The Australian pop singer finds freedom in the EP format, breaking the family-friendly veneer of past releases and serving up his most idiosyncratic music yet.

Late last year, on the final night of his Bloom tour, Troye Sivan walked onstage suited à la David Byrne and left in the spandexed, eyepatched regalia of David Bowie. Sivan was at the tail end of an album cycle that had him performing alongside supernovas of pop music: strutting down a catwalk singing his hit “My My My!” with Taylor Swift, dancing on tables with Ariana Grande. This costuming was a potent symbol of ambition, and a cheeky nod to subversive, queer-ish forebears. Bloom, Sivan’s 2018 sophomore album, made him an avatar of a new generation of mainstream-friendly queer popstars. In the lights of a sold-out arena, he seemed poised to become the first of them to hit the big—really big—leagues.

In a Dream, the 25-year-old’s six-song sequel to Bloom, isn’t an ascension to blockbusting ubiquity, but something more interesting: a formally adventurous break-up record that explores the far corners of indie pop. Although enjoyable, Bloom and Sivan’s 2015 debut Blue Neighbourhood rarely broke through a certain veneer of cleanliness. When he emerged, there were far fewer young queer people in the mainstream; one could hardly blame him for appearing as a polite and broadly appealing spokesperson for an underrepresented community. At a time when mainstream pop is as calculated as it’s ever been—the product of a major label system obsessed with playlisting and “streamability”—he might have been rewarded for maintaining that family-friendly image. Instead, like the forebears Sivan emulated onstage last year, In a Dream chooses distinctiveness over approachability, offering a bricolage of warped indie rock, tech-house, and theatre-kid emotion.

Across In a Dream, Sivan eschews the black-and-white sadness of typical pop breakup albums in favor of the self-discovery that can happen in the wake of heartbreak. “Stud,” the record’s lascivious, sun-kissed centerpiece, dives into heart-racing casual sex, hinging on a classic trope of queer desire: Do I want to be him, or fuck him? (Call it the Call Me by Your Name conundrum.) “Hey stud! You can come and meet me out front, you got all the muscles and the features I want,” Sivan sings, his Auto-Tuned voice crinkling like tinfoil. He teases and taunts, flirtatious to the point of second-hand embarrassment, as the song switches gear into a raucous house beat. When he’s feeling more downcast on opener and first single “Take Yourself Home,” snatches of arena anthem fodder hang around him like peeling wallpaper. These touches seem to deliberately undermine their own triumphant feeling, serving as bitter reminders that even a great pop song can’t fix the worst feelings. In both cases, the tentative, fresh-faced star of Bloom —“Hold my hand if I get scared now”—is gone.

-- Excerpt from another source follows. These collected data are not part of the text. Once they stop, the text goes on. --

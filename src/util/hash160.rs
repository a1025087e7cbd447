//! Hash160 computation (SHA256 then RIPEMD160).

use bitcoin_hashes::{hash160 as bh_hash160, Hash as BHHash};
use std::fmt;

/// 160-bit hash of a public key or redeem script.
#[derive(Default, Clone, Copy, PartialEq, Eq, Hash)]
pub struct Hash160(pub [u8; 20]);

/// Computes Hash160 (RIPEMD160(SHA256(data))).
#[must_use]
#[inline]
pub fn hash160(data: &[u8]) -> Hash160 {
    let h = bh_hash160::Hash::hash(data).to_byte_array();
    Hash160(h)
}

impl From<[u8; 20]> for Hash160 {
    fn from(bytes: [u8; 20]) -> Self {
        Hash160(bytes)
    }
}

impl fmt::Debug for Hash160 {
    fn fmt(&self, f: &mut fmt::Formatter) -> fmt::Result {
        write!(f, "{}", hex::encode(self.0))
    }
}
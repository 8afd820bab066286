//! Engine-level error type.

use crate::config::ConfigError;
use crate::crypto::CryptoError;
use crate::peer_table::PeerTableError;
use crate::request_log::RequestLogError;
use crate::wire::{FrameDecodeError, FrameEncodeError};

#[derive(Debug, thiserror::Error)]
pub enum MeshError {
    #[error("message needs more fragments than allowed")]
    FrameTooLarge,
    #[error("no peer slot available")]
    NoPeerSlot,
    #[error("no encrypted connection with that peer")]
    NotConnected,
    #[error("session duration must be non-zero")]
    InvalidDuration,
    #[error("config: {0}")]
    Config(#[from] ConfigError),
    #[error("encode: {0}")]
    Encode(#[from] FrameEncodeError),
    #[error("decode: {0}")]
    Decode(#[from] FrameDecodeError),
    #[error("crypto: {0}")]
    Crypto(#[from] CryptoError),
    #[error("peer table: {0}")]
    PeerTable(#[from] PeerTableError),
    #[error("request log: {0}")]
    RequestLog(#[from] RequestLogError),
    #[error("handshake encoding: {0}")]
    Bincode(#[from] bincode::Error),
    #[error("saved connection: {0}")]
    Serialization(#[from] serde_json::Error),
}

These songs are drawn from the moments when sadness turns to clarity and loneliness to self-possession, and the same confidence drives In a Dream’s more outré aesthetics. Between Charli XCX’s immersion in PC Music hyperpop and Taylor Swift’s collaborations with members of the National and Bon Iver, there’s nothing new about pop stars drawing from indie music. But In a Dream feels connected to a more peculiar segment of pop’s underground: I hear smacks of Negative Gemini’s dissociated club music and Vegyn’s formed formlessness in these songs, as well as the warmth of Rostam, indie-pop’s current king of the queer bildungsroman. The hazy, guitar-heavy interlude “could cry just thinkin about you” isn’t far from the jangle experiments of avant-garde hero Dean Blunt, who Sivan namechecked on Beats 1 earlier this month. The team that assisted Sivan on In a Dream is largely the same as on Bloom; Sivan seems to have simply grown into his own influences. The EP format—the preferred model for a new class of pop auteurs, from Mallrat to Yaeji—may afford him freedom to explore his own weirdness without the pressure of a major album cycle.

Even the EP’s most conventional song, the ’80s-inspired cheating apology “Easy,” surprises. Sivan sings through thick Auto-Tune, lamenting the dissolution of his relationship, but punctuating it with an uncanny exclamation—“This house is on fire, woo!”—that suggests there’s something sublime about the agony. Nothing about “Easy” should work, from the “woo!” to the Future-lite vocals to the City Pop synth solo. And yet it does. These idiosyncratic choices may sacrifice some of Sivan’s universal appeal, but it’s much more fun to watch him cutting his own path.